If $f(x)\cdot f(-x)=1$ then all values are invertible, aren't they?

 

[littlemathquark]

Yes, but $f(x) =0$

 

[fresh_42]

Yes, but $f(x) =0$

$1=f(0)=f(x)\cdot f(-x).$ Hence, $f(x)$ cannot be zero. It has an inverse $f(-x)=f(x)^{-1}.$

I would argue that $f$ is continuous so all values have to be positive or all negative, and all negative is impossible due to the second condition. Remains to prove that if we have $f(a)<0$ and $f(b)>0$ then there must also be a $c$ such that $f(c)=0$ which we already ruled out.

 

[anuttarasammyak]

We assume f(x)=e^ax and get a by solving the quadratic equation
Y^2 +Y-5=0 where Y=e^a.

 

[fresh_42]

Btw., we only want to know what $f(-1)$ is. So why don't you use $(-1)^{-1}=-1$?

 

[littlemathquark]

$1=f(0)=f(x)\cdot f(-x).$ Hence, $f(x)$ cannot be zero. It has an inverse $f(-x)=f(x)^{-1}.$

I would argue that $f$ is continuous so all values have to be positive or all negative, and all negative is impossible due to the second condition. Remains to prove that if we have $f(a)<0$ and $f(b)>0$ then there must also be a $c$ such that $f(c)=0$ which we already ruled out.
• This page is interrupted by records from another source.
//! QueryPipeline: the question-answering entry point
//!
//! synthesize → validate loop → canonicalize → execute loop →
//! identifiers + context → answer → strip.
//!
//! Each call owns its candidate, error list and counters. The clients are
//! shared and may serve concurrent questions.

use super::answer::AnswerSynthesizer;
use super::cancel::{CancellationToken, Cutoff};
use super::execute::{execute_with_repair, Execution};
use super::feedback::LoopPolicy;
use super::repair::QueryRepairer;
use super::synthesize::QuerySynthesizer;
use super::validate::{validate_query, Validation};
use crate::completion::{CompletionClient, CompletionError};
use crate::config::{ConfigError, PipelineConfig};
use crate::query::{canonicalize, extract_ids, QueryResult};
use crate::store::{GraphStore, StoreError};
use serde::Serialize;
use std::sync::Arc;
use thiserror::Error;
use tokio::time::Instant;
use tracing::{info, info_span, warn, Instrument};
use uuid::Uuid;

/// Failures that leave retrieval with no query to run.
#[derive(Debug, Error)]
pub enum PipelineError {
    #[error("could not read graph schema: {0}")]
    Schema(#[from] StoreError),

    #[error("could not synthesize a query: {0}")]
    Synthesis(#[from] CompletionError),

    #[error("retrieval cancelled")]
    Cancelled,
}

/// What the orchestrator gets back.
#[derive(Debug, Clone, PartialEq, Eq, Serialize)]
pub struct QueryAnswer {
    pub answer: String,
    pub identifiers: Vec<String>,
}

/// Output of the retrieval half: both loop outcomes.
#[derive(Debug, Clone)]
pub struct Retrieval {
    pub validation: Validation,
    pub execution: Execution,
}

impl Retrieval {
    pub fn result(&self) -> Option<&QueryResult> {
        self.execution.result.as_ref()
    }
}

/// Full trace of one question, for callers that want diagnostics.
///
/// Nothing here besides `answer` is meant for end users.
#[derive(Debug)]
pub struct PipelineRun {
    pub run_id: Uuid,
    pub answer: QueryAnswer,
    pub retrieval: Option<Retrieval>,
    pub failure: Option<PipelineError>,
    /// Serialized result handed to answer synthesis.
    pub context: Option<String>,
}

impl PipelineRun {
    /// The last query the pipeline executed or would have executed.
    pub fn final_query(&self) -> Option<&str> {
        self.retrieval.as_ref().map(|r| r.execution.query.as_str())
    }
}

pub struct QueryPipeline {
    store: Arc<dyn GraphStore>,
    synthesizer: QuerySynthesizer,
    repairer: QueryRepairer,
    answerer: AnswerSynthesizer,
    config: PipelineConfig,
}

impl QueryPipeline {
    /// Pipeline with the default budgets and denylist.
    pub fn new(completion: Arc<dyn CompletionClient>, store: Arc<dyn GraphStore>) -> Self {
        Self::with_config(completion, store, PipelineConfig::default())
            .expect("default configuration is valid")
    }

    /// Pipeline with `config`, which is validated first.
    pub fn with_config(
        completion: Arc<dyn CompletionClient>,
        store: Arc<dyn GraphStore>,
        config: PipelineConfig,
    ) -> Result<Self, ConfigError> {
        config.validate()?;
        let filter = config.provenance_filter()?;
        Ok(Self {
            store,
            synthesizer: QuerySynthesizer::new(
                completion.clone(),
                config.id_field.clone(),
                config.result_limit,
            ),
            repairer: QueryRepairer::new(completion.clone(), config.id_field.clone()),
            answerer: AnswerSynthesizer::new(completion, filter),
            config,
        })
    }

    pub fn config(&self) -> &PipelineConfig {
        &self.config
    }

    /// Answer `question` through the graph. Never fails.
    pub async fn answer_via_query(&self, question: &str) -> QueryAnswer {
        self.answer_with_cancel(question, &CancellationToken::new()).await
    }

    /// Like `answer_via_query`, stopping retrieval early once `cancel` fires.
    pub async fn answer_with_cancel(
        &self,
        question: &str,
        cancel: &CancellationToken,
    ) -> QueryAnswer {
        self.run(question, cancel).await.answer
    }

    /// Run the whole pipeline and keep the trace.
    ///
    /// Retrieval failures of any kind degrade to answering without results;
    /// a failed answer call degrades to the fixed fallback answer.
    pub async fn run(&self, question: &str, cancel: &CancellationToken) -> PipelineRun {
        let run_id = Uuid::new_v4();
        let span = info_span!("pipeline_run", %run_id);

        async move {
            info!(question, "answering via graph query");

            let (retrieval, failure) = match self.retrieve(question, cancel).await {
                Ok(retrieval) => (Some(retrieval), None),
                Err(e) => {
                    warn!(error = %e, "retrieval failed, answering without results");
                    (None, Some(e))
                }
            };

            let result = retrieval.as_ref().and_then(Retrieval::result);
            let identifiers = extract_ids(result, &self.config.id_field);
            let context = result.map(QueryResult::context_string);

            let answer = match self
                .answerer
                .synthesize_answer(question, context.as_deref())
                .await
            {
                Ok(answer) => answer,
                Err(e) => {
                    warn!(error = %e, "answer synthesis failed, using fallback");
                    self.answerer.fallback()
                }
            };

            info!(identifiers = identifiers.len(), "answer ready");
            PipelineRun {
                run_id,
                answer: QueryAnswer { answer, identifiers },
                retrieval,
                failure,
                context,
            }
        }
        .instrument(span)
        .await
    }

    /// Synthesize, validate and execute a query for `question`.
    ///
    /// Only schema and synthesis failures are errors; both loops always
    /// produce an outcome, possibly with an absent result.
    pub async fn retrieve(
        &self,
        question: &str,
        cancel: &CancellationToken,
    ) -> Result<Retrieval, PipelineError> {
        let deadline = self.config.retrieval_deadline().map(|d| Instant::now() + d);
        let cutoff = Cutoff::new(cancel.clone()).with_deadline(deadline);
        let policy = |budget: usize| LoopPolicy::new(budget).with_cutoff(cutoff.clone());

        let schema = cutoff
            .run(self.store.schema())
            .await
            .ok_or(PipelineError::Cancelled)??;
        let query = cutoff
            .run(self.synthesizer.synthesize(question, &schema))
            .await
            .ok_or(PipelineError::Cancelled)??;

        let validation = validate_query(
            &self.repairer,
            question,
            &schema,
            query,
            policy(self.config.max_validation_attempts),
        )
        .await;

        let query = canonicalize(&validation.candidate.query);
        let execution = execute_with_repair(
            self.store.as_ref(),
            &self.repairer,
            question,
            &query,
            &schema,
            policy(self.config.max_execution_attempts),
        )
        .await;

        Ok(Retrieval {
            validation,
            execution,
        })
    }
}
//! Shared fixtures for pipeline scenario tests
//!
//! A small paper/author graph, canned model responses and a pair of
//! deterministic collaborators for tests that need responses keyed on the
//! prompt rather than on call order.

use async_trait::async_trait;
use cypherloop::pipeline::{ANSWER_HEADER, REPAIR_HEADER, SYNTHESIS_HEADER};
use cypherloop::store::StoreResult;
use cypherloop::{CompletionClient, CompletionError, GraphStore, MockCompletion, QueryResult};
use serde_json::{json, Value};
use std::time::Duration;

pub const PAPER_SCHEMA: &str = "Node properties:
Paper {title: STRING, year: INTEGER}
Person {name: STRING}
Relationship properties:
AUTHORED {}
The relationships:
(:Person)-[:AUTHORED]->(:Paper)";

pub const TRANSFORMERS_QUESTION: &str = "Who authored the paper about transformers?";

pub const TRANSFORMERS_QUERY: &str = "MATCH (a:Person)-[:AUTHORED]->(p:Paper) \
WHERE toLower(p.title) CONTAINS 'attention' \
RETURN p.title AS Paper, collect(a.name) AS Authors, id(p) AS _id LIMIT 10";

/// The single row the store holds for the transformers paper.
pub fn transformers_row() -> Value {
    json!([{
        "Paper": "Attention Is All You Need",
        "Authors": ["A. Vaswani"],
        "_id": "4:abc:1"
    }])
}

/// Repair response reporting `query` with the given errors.
pub fn review(query: &str, errors: &[&str]) -> String {
    json!({ "cypher": query, "errors": errors }).to_string()
}

/// Completion mock answering each prompt kind with a fixed response.
pub fn routed_completion(synthesized: &str, reviewed: &str, answer: &str) -> MockCompletion {
    MockCompletion::new()
        .route(SYNTHESIS_HEADER, synthesized)
        .route(REPAIR_HEADER, reviewed)
        .route(ANSWER_HEADER, answer)
}

/// True when `text` contains `term` as a whole word, ignoring case.
pub fn mentions_word(text: &str, term: &str) -> bool {
    let text = text.to_lowercase();
    let term = term.to_lowercase();
    text.match_indices(&term).any(|(start, _)| {
        let before = text[..start].chars().next_back();
        let after = text[start + term.len()..].chars().next();
        !before.is_some_and(char::is_alphanumeric) && !after.is_some_and(char::is_alphanumeric)
    })
}

/// Completion client that answers from the topic word found in the prompt.
///
/// Every prompt for a question carries the question, so concurrent runs
/// about different topics get consistent, distinguishable responses.
pub struct TopicCompletion {
    pub topics: Vec<&'static str>,
}

impl TopicCompletion {
    pub fn label(topic: &str) -> String {
        let mut chars = topic.chars();
        match chars.next() {
            Some(first) => first.to_uppercase().chain(chars).collect(),
            None => String::new(),
        }
    }

    pub fn query_for(topic: &str) -> String {
        format!("MATCH (n:{}) RETURN id(n) AS _id", Self::label(topic))
    }
}

#[async_trait]
impl CompletionClient for TopicCompletion {
    async fn complete(&self, prompt: &str) -> Result<String, CompletionError> {
        let topic = self
            .topics
            .iter()
            .find(|t| prompt.contains(*t))
            .ok_or_else(|| CompletionError::RequestFailed("unknown topic".to_string()))?;

        tokio::time::sleep(Duration::from_millis(5)).await;
        if prompt.starts_with(SYNTHESIS_HEADER) {
            Ok(Self::query_for(topic))
        } else if prompt.starts_with(REPAIR_HEADER) {
            Ok(review(&Self::query_for(topic), &[]))
        } else {
            Ok(format!("There is one {} node.", topic))
        }
    }
}

/// Store that returns one row whose identifier is derived from the label
/// matched in the query.
pub struct LabelStore;

#[async_trait]
impl GraphStore for LabelStore {
    async fn schema(&self) -> StoreResult<String> {
        Ok("(:Alpha), (:Beta)".to_string())
    }

    async fn query(&self, text: &str) -> StoreResult<QueryResult> {
        tokio::time::sleep(Duration::from_millis(5)).await;
        let label = text
            .split(|c: char| c == ':' || c == ')')
            .nth(1)
            .unwrap_or("none")
            .to_lowercase();
        Ok(json!([{ "_id": format!("{}-1", label) }]).into())
    }
}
İs f is not continuous, can we find another $f$ function that satisfies conditions of the given problem and different from exponantial function? And can you give me an example function?

 

[littlemathquark]

We assume f(x)=e^ax and get a by solving the quadratic equation
Y^2 +Y-5=0 where Y=e^a.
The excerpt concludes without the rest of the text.